→ DIRECTIONS: Go through the lines below, tally those that include the word "PrometheusHandle", and give only the tally.

•••

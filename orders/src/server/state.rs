//! Shared application state.

use crate::lifecycle::OrderStore;
use crate::queries::OrderQueries;
use axum::extract::FromRef;
use custom_orders_auth::AuthContext;
use metrics_exporter_prometheus::PrometheusHandle;
use std::sync::Arc;
use std::time::Duration;

/// State handed to every handler. Cheap to clone.
#[derive(Clone)]
pub struct AppState {
    /// Lifecycle store for state-changing operations.
    pub store: Arc<OrderStore>,
    /// Read-side listings.
    pub queries: OrderQueries,
    /// Sessions, principals and the admin allow-list.
    pub auth: AuthContext,
    /// Prometheus handle; `/metrics` is unavailable without it.
    pub metrics: Option<PrometheusHandle>,
    /// How long a handler waits for its terminal action.
    pub request_timeout: Duration,
}

impl FromRef<AppState> for AuthContext {
    fn from_ref(state: &AppState) -> Self {
        state.auth.clone()
    }
}
//! Authentication configuration.
//!
//! Values are provided by the application, not hardcoded.

use std::time::Duration;

/// Session and cookie settings.
#[derive(Debug, Clone)]
pub struct AuthConfig {
    /// Server-side session lifetime.
    ///
    /// Default: 14 days
    pub session_ttl: Duration,

    /// Browser cookie lifetime (`Max-Age` of the `sid` cookie).
    ///
    /// Default: 7 days
    pub cookie_max_age: Duration,

    /// Add the `Secure` attribute to cookies (HTTPS deployments).
    ///
    /// Default: false
    pub secure_cookies: bool,
}

impl AuthConfig {
    /// Create configuration with the default lifetimes.
    #[must_use]
    pub const fn new() -> Self {
        Self {
            session_ttl: Duration::from_secs(14 * 24 * 60 * 60),
            cookie_max_age: Duration::from_secs(7 * 24 * 60 * 60),
            secure_cookies: false,
        }
    }

    /// Set the server-side session lifetime.
    #[must_use]
    pub const fn with_session_ttl(mut self, ttl: Duration) -> Self {
        self.session_ttl = ttl;
        self
    }

    /// Set the cookie lifetime.
    #[must_use]
    pub const fn with_cookie_max_age(mut self, max_age: Duration) -> Self {
        self.cookie_max_age = max_age;
        self
    }

    /// Mark cookies `Secure`.
    #[must_use]
    pub const fn with_secure_cookies(mut self, secure: bool) -> Self {
        self.secure_cookies = secure;
        self
    }
}

impl Default for AuthConfig {
    fn default() -> Self {
        Self::new()
    }
}
//! Declarative macros for ergonomic effect construction

/// Create an `Effect::Future` from an async block
///
/// The block is wrapped in `async move`, so captured handles are moved in.
///
/// # Example
///
/// ```rust,ignore
/// use custom_orders_core::async_effect;
///
/// let orders = Arc::clone(&env.orders);
/// async_effect! {
///     match orders.find_by_id(order_id).await {
///         Ok(Some(order)) => Some(OrderAction::OrderLoaded { order, .. }),
///         Ok(None) => Some(OrderAction::OrderNotFound { order_id, .. }),
///         Err(e) => Some(OrderAction::OrderFailed { reason: e.to_string(), .. }),
///     }
/// }
/// ```
#[macro_export]
macro_rules! async_effect {
    ($($body:tt)*) => {
        $crate::effect::Effect::Future(
            ::std::boxed::Box::pin(async move { $($body)* })
        )
    };
}
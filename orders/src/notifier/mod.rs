//! Admin notification on new orders.
//!
//! Delivery is best effort: the lifecycle reducer bounds every call with a
//! timeout and a failure never rolls back the order.

use crate::types::Order;
use custom_orders_auth::Principal;
use futures::future::BoxFuture;
use thiserror::Error;

mod console;
mod smtp;
#[cfg(any(test, feature = "test-utils"))]
mod mock;

pub use console::ConsoleNotifier;
#[cfg(any(test, feature = "test-utils"))]
pub use mock::{Delivery, MockNotifier, NotifierBehavior};
pub use smtp::SmtpNotifier;

/// Notification failures.
#[derive(Error, Debug, Clone, PartialEq, Eq)]
pub enum NotifyError {
    /// No admin addresses are configured.
    #[error("No notification recipients configured")]
    NoRecipients,

    /// An address could not be parsed.
    #[error("Invalid address {address}: {reason}")]
    InvalidAddress {
        /// The offending address.
        address: String,
        /// Parser message.
        reason: String,
    },

    /// The message could not be assembled.
    #[error("Failed to build message: {0}")]
    Message(String),

    /// The transport rejected or failed to deliver the message.
    #[error("Delivery failed: {0}")]
    Delivery(String),
}

/// Tells administrators that a new order was placed.
pub trait Notifier: Send + Sync {
    /// Send one notification about `order`, placed by `submitter`.
    fn notify_new_order<'a>(
        &'a self,
        order: &'a Order,
        submitter: &'a Principal,
    ) -> BoxFuture<'a, Result<(), NotifyError>>;
}

/// Subject line for a new-order notification.
#[must_use]
pub fn subject_for(order: &Order) -> String {
    format!("New custom order: {}", order.title)
}

/// Plain-text body for a new-order notification.
#[must_use]
pub fn body_for(order: &Order, submitter: &Principal) -> String {
    format!(
        "A new custom order was placed by {}\nTitle: {}\nDescription: {}\nManage at /orders",
        submitter.email, order.title, order.description
    )
}

#[cfg(test)]
mod tests {
    use super::*;
    use crate::types::{NewOrder, OrderId};
    use chrono::Utc;
    use custom_orders_auth::IdentityProfile;

    #[test]
    fn test_message_format() {
        let principal = Principal::from_profile(
            IdentityProfile {
                external_id: "g".into(),
                email: "alice@example.com".into(),
                display_name: "Alice".into(),
            },
            Utc::now(),
        );
        let order = NewOrder {
            title: Some("Mug".into()),
            description: Some("Blue, 300ml".into()),
        }
        .into_draft(&principal, Utc::now())
        .into_order(OrderId::new());

        assert_eq!(subject_for(&order), "New custom order: Mug");
        assert_eq!(
            body_for(&order, &principal),
            "A new custom order was placed by alice@example.com\n\
             Title: Mug\n\
             Description: Blue, 300ml\n\
             Manage at /orders"
        );
    }
}
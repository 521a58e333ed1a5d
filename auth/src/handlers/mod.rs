//! HTTP handlers for authentication endpoints.

pub mod oauth;
pub mod session;
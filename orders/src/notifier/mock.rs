//! Recording notifier for tests.

use super::{Notifier, NotifyError};
use crate::types::{Order, OrderId};
use custom_orders_auth::Principal;
use futures::future::BoxFuture;
use std::sync::{Arc, Mutex};

/// How a [`MockNotifier`] responds.
#[derive(Debug, Clone, PartialEq, Eq, Default)]
pub enum NotifierBehavior {
    /// Record the delivery and succeed.
    #[default]
    Succeed,
    /// Fail with [`NotifyError::Delivery`] carrying this reason.
    Fail(String),
    /// Never complete.
    Hang,
}

/// A delivery the mock accepted.
#[derive(Debug, Clone, PartialEq, Eq)]
pub struct Delivery {
    /// Order the notification was about.
    pub order_id: OrderId,
    /// Submitter email.
    pub submitter: String,
}

/// In-memory [`Notifier`] that records deliveries. Clones share the log.
#[derive(Debug, Clone, Default)]
pub struct MockNotifier {
    behavior: NotifierBehavior,
    deliveries: Arc<Mutex<Vec<Delivery>>>,
}

impl MockNotifier {
    /// A notifier that always succeeds.
    #[must_use]
    pub fn new() -> Self {
        Self::default()
    }

    /// A notifier that always fails with `reason`.
    #[must_use]
    pub fn failing(reason: impl Into<String>) -> Self {
        Self {
            behavior: NotifierBehavior::Fail(reason.into()),
            ..Self::default()
        }
    }

    /// A notifier whose calls never complete.
    #[must_use]
    pub fn hanging() -> Self {
        Self {
            behavior: NotifierBehavior::Hang,
            ..Self::default()
        }
    }

    /// Deliveries recorded so far.
    #[must_use]
    pub fn deliveries(&self) -> Vec<Delivery> {
        self.deliveries
            .lock()
            .map(|d| d.clone())
            .unwrap_or_default()
    }
}

impl Notifier for MockNotifier {
    fn notify_new_order<'a>(
        &'a self,
        order: &'a Order,
        submitter: &'a Principal,
    ) -> BoxFuture<'a, Result<(), NotifyError>> {
        Box::pin(async move {
            match &self.behavior {
                NotifierBehavior::Succeed => {
                    if let Ok(mut deliveries) = self.deliveries.lock() {
                        deliveries.push(Delivery {
                            order_id: order.id,
                            submitter: submitter.email.clone(),
                        });
                    }
                    Ok(())
                }
                NotifierBehavior::Fail(reason) => Err(NotifyError::Delivery(reason.clone())),
                NotifierBehavior::Hang => futures::future::pending().await,
            }
        })
    }
}
//! PostgreSQL principal repository.
//!
//! Expects a `principals` table with a unique `external_id`. The schema ships
//! with the service's migrations (`orders/migrations`), which the binary runs
//! at startup.
//!
//! # Example
//!
//! ```no_run
//! use custom_orders_auth::stores::PostgresPrincipalRepository;
//! use sqlx::PgPool;
//!
//! # async fn example() -> Result<(), Box<dyn std::error::Error>> {
//! let pool = PgPool::connect("postgres://localhost/custom_orders").await?;
//! let repo = PostgresPrincipalRepository::new(pool);
//! # Ok(())
//! # }
//! ```

use crate::error::{AuthError, Result};
use crate::providers::{BoxFuture, PrincipalRepository};
use crate::state::{normalize_email, IdentityProfile, Principal, PrincipalId};
use chrono::{DateTime, Utc};
use sqlx::PgPool;
use uuid::Uuid;

/// PostgreSQL principal repository.
#[derive(Clone)]
pub struct PostgresPrincipalRepository {
    /// PostgreSQL connection pool.
    pool: PgPool,
}

impl PostgresPrincipalRepository {
    /// Create a new PostgreSQL principal repository.
    ///
    /// # Arguments
    ///
    /// * `pool` - PostgreSQL connection pool
    #[must_use]
    pub const fn new(pool: PgPool) -> Self {
        Self { pool }
    }
}

#[derive(sqlx::FromRow)]
struct PrincipalRow {
    id: Uuid,
    external_id: String,
    email: String,
    display_name: String,
    created_at: DateTime<Utc>,
}

impl From<PrincipalRow> for Principal {
    fn from(row: PrincipalRow) -> Self {
        Self {
            id: PrincipalId(row.id),
            external_id: row.external_id,
            email: row.email,
            display_name: row.display_name,
            created_at: row.created_at,
        }
    }
}

impl PrincipalRepository for PostgresPrincipalRepository {
    fn find_or_create_by_external_id(
        &self,
        profile: IdentityProfile,
    ) -> BoxFuture<'_, Result<Principal>> {
        Box::pin(async move {
            // Losing an insert race is fine: DO NOTHING, then read the winner.
            sqlx::query(
                r"
                INSERT INTO principals (id, external_id, email, display_name, created_at)
                VALUES ($1, $2, $3, $4, $5)
                ON CONFLICT (external_id) DO NOTHING
                ",
            )
            .bind(Uuid::new_v4())
            .bind(&profile.external_id)
            .bind(normalize_email(&profile.email))
            .bind(&profile.display_name)
            .bind(Utc::now())
            .execute(&self.pool)
            .await
            .map_err(|e| AuthError::StoreError(format!("Failed to upsert principal: {e}")))?;

            let row: PrincipalRow = sqlx::query_as(
                r"
                SELECT id, external_id, email, display_name, created_at
                FROM principals
                WHERE external_id = $1
                ",
            )
            .bind(&profile.external_id)
            .fetch_one(&self.pool)
            .await
            .map_err(|e| AuthError::StoreError(format!("Failed to load principal: {e}")))?;

            Ok(row.into())
        })
    }

    fn find_by_id(&self, id: PrincipalId) -> BoxFuture<'_, Result<Option<Principal>>> {
        Box::pin(async move {
            let row: Option<PrincipalRow> = sqlx::query_as(
                r"
                SELECT id, external_id, email, display_name, created_at
                FROM principals
                WHERE id = $1
                ",
            )
            .bind(id.0)
            .fetch_optional(&self.pool)
            .await
            .map_err(|e| AuthError::StoreError(format!("Failed to get principal: {e}")))?;

            Ok(row.map(Principal::from))
        })
    }
}
//! Prometheus exposition.

use crate::server::AppState;
use axum::{extract::State, http::header, response::IntoResponse};
use custom_orders_web::AppError;

/// `GET /metrics`
///
/// # Errors
///
/// 503 when no exporter is installed (tests, embedded use).
#[allow(clippy::unused_async)]
pub async fn render(State(state): State<AppState>) -> Result<impl IntoResponse, AppError> {
    let handle = state
        .metrics
        .as_ref()
        .ok_or_else(|| AppError::unavailable("Metrics exporter not installed"))?;

    Ok((
        [(header::CONTENT_TYPE, "text/plain; version=0.0.4")],
        handle.render(),
    ))
}
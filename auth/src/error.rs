//! Error types for authentication and authorization operations.

use thiserror::Error;

/// Result type alias for authentication operations.
pub type Result<T> = std::result::Result<T, AuthError>;

/// Failure modes of sign-in, session handling and principal storage.
///
/// Authorization outcomes are not errors: guards return a
/// [`Denial`](crate::guards::Denial) instead.
#[derive(Debug, Error, Clone, PartialEq, Eq)]
pub enum AuthError {
    /// OAuth `state` parameter missing or not matching the issued one (CSRF).
    #[error("Invalid OAuth state parameter")]
    InvalidState,

    /// The identity provider rejected a request or returned garbage.
    #[error("Identity provider error: {0}")]
    ProviderError(String),

    /// Session not found.
    #[error("Session not found")]
    SessionNotFound,

    /// Session has expired.
    #[error("Session has expired")]
    SessionExpired,

    /// Session or principal storage failed.
    #[error("Storage error: {0}")]
    StoreError(String),

    /// Missing or invalid configuration.
    #[error("Configuration error: {0}")]
    Configuration(String),

    /// Unexpected internal failure.
    #[error("Internal error")]
    InternalError,
}

#[cfg(feature = "postgres")]
impl From<sqlx::Error> for AuthError {
    fn from(err: sqlx::Error) -> Self {
        Self::StoreError(err.to_string())
    }
}

impl From<redis::RedisError> for AuthError {
    fn from(err: redis::RedisError) -> Self {
        Self::StoreError(format!("Redis error: {err}"))
    }
}
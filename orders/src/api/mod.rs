//! HTTP handlers.

pub mod metrics;
pub mod orders;
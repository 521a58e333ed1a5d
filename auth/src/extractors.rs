//! Axum extractors that apply the guards.
//!
//! ```rust,ignore
//! // Any signed-in user
//! async fn my_orders(RequireAuthenticated(principal): RequireAuthenticated) -> ... {}
//!
//! // Admins only
//! async fn all_orders(RequireAdmin(admin): RequireAdmin) -> ... {}
//! ```
//!
//! Both read the `sid` cookie and resolve it through [`AuthContext`]. A
//! failing guard short-circuits the handler, so no side effect runs.

use crate::context::AuthContext;
use crate::cookies::{read_cookie, SESSION_COOKIE};
use crate::guards::{
    require_admin, require_authenticated, Denial, FORBIDDEN_MESSAGE, LOGIN_REQUIRED_MESSAGE,
};
use crate::state::Principal;
use axum::{
    async_trait,
    extract::{FromRef, FromRequestParts},
    http::{request::Parts, StatusCode},
    response::{IntoResponse, Redirect, Response},
    Json,
};
use custom_orders_web::{wants_json, AppError};

/// Where unauthenticated browsers are sent.
pub const LOGIN_PATH: &str = "/login";

impl IntoResponse for Denial {
    fn into_response(self) -> Response {
        match self {
            Self::Unauthorized { wants_json: true } => (
                StatusCode::UNAUTHORIZED,
                Json(serde_json::json!({ "error": LOGIN_REQUIRED_MESSAGE })),
            )
                .into_response(),
            Self::Unauthorized { wants_json: false } => Redirect::to(LOGIN_PATH).into_response(),
            Self::Forbidden => (StatusCode::FORBIDDEN, FORBIDDEN_MESSAGE).into_response(),
        }
    }
}

async fn resolve(parts: &Parts, ctx: &AuthContext) -> Result<Option<Principal>, Response> {
    ctx.current_principal(read_cookie(&parts.headers, SESSION_COOKIE))
        .await
        .map_err(|e| AppError::from(e).into_response())
}

/// The signed-in principal, if any. Never rejects on a missing session.
#[derive(Debug, Clone)]
pub struct CurrentPrincipal(pub Option<Principal>);

#[async_trait]
impl<S> FromRequestParts<S> for CurrentPrincipal
where
    AuthContext: FromRef<S>,
    S: Send + Sync,
{
    type Rejection = Response;

    async fn from_request_parts(parts: &mut Parts, state: &S) -> Result<Self, Self::Rejection> {
        let ctx = AuthContext::from_ref(state);
        Ok(Self(resolve(parts, &ctx).await?))
    }
}

/// A signed-in principal; rejects with a negotiated [`Denial::Unauthorized`].
#[derive(Debug, Clone)]
pub struct RequireAuthenticated(pub Principal);

#[async_trait]
impl<S> FromRequestParts<S> for RequireAuthenticated
where
    AuthContext: FromRef<S>,
    S: Send + Sync,
{
    type Rejection = Response;

    async fn from_request_parts(parts: &mut Parts, state: &S) -> Result<Self, Self::Rejection> {
        let ctx = AuthContext::from_ref(state);
        let principal = resolve(parts, &ctx).await?;

        match require_authenticated(principal.as_ref(), wants_json(&parts.headers)) {
            Ok(principal) => Ok(Self(principal.clone())),
            Err(denial) => {
                tracing::debug!(path = %parts.uri.path(), ?denial, "Authentication required");
                Err(denial.into_response())
            }
        }
    }
}

/// An administrator; rejects unauthenticated callers with a redirect and
/// everyone else with 403.
#[derive(Debug, Clone)]
pub struct RequireAdmin(pub Principal);

#[async_trait]
impl<S> FromRequestParts<S> for RequireAdmin
where
    AuthContext: FromRef<S>,
    S: Send + Sync,
{
    type Rejection = Response;

    async fn from_request_parts(parts: &mut Parts, state: &S) -> Result<Self, Self::Rejection> {
        let ctx = AuthContext::from_ref(state);
        let principal = resolve(parts, &ctx).await?;

        match require_admin(principal.as_ref(), &ctx.admins) {
            Ok(admin) => Ok(Self(admin.clone())),
            Err(denial) => {
                if denial == Denial::Forbidden {
                    tracing::warn!(
                        path = %parts.uri.path(),
                        principal_id = ?principal.as_ref().map(|p| p.id),
                        "Non-admin attempted admin operation"
                    );
                }
                Err(denial.into_response())
            }
        }
    }
}

#[cfg(test)]
#[allow(clippy::unwrap_used)]
mod tests {
    use super::*;

    async fn body_string(response: Response) -> String {
        let bytes = axum::body::to_bytes(response.into_body(), usize::MAX)
            .await
            .unwrap();
        String::from_utf8_lossy(&bytes).into_owned()
    }

    #[tokio::test]
    async fn test_unauthorized_json_is_401_with_error_body() {
        let response = Denial::Unauthorized { wants_json: true }.into_response();

        assert_eq!(response.status(), StatusCode::UNAUTHORIZED);
        assert_eq!(body_string(response).await, r#"{"error":"Login required"}"#);
    }

    #[test]
    fn test_unauthorized_browser_redirects_to_login() {
        let response = Denial::Unauthorized { wants_json: false }.into_response();

        assert_eq!(response.status(), StatusCode::SEE_OTHER);
        assert_eq!(response.headers()["location"], "/login");
    }

    #[tokio::test]
    async fn test_forbidden_is_static_message() {
        let response = Denial::Forbidden.into_response();

        assert_eq!(response.status(), StatusCode::FORBIDDEN);
        assert_eq!(body_string(response).await, "Restricted: admin access only");
    }
}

•••

→ EXPECTED ANSWER: 2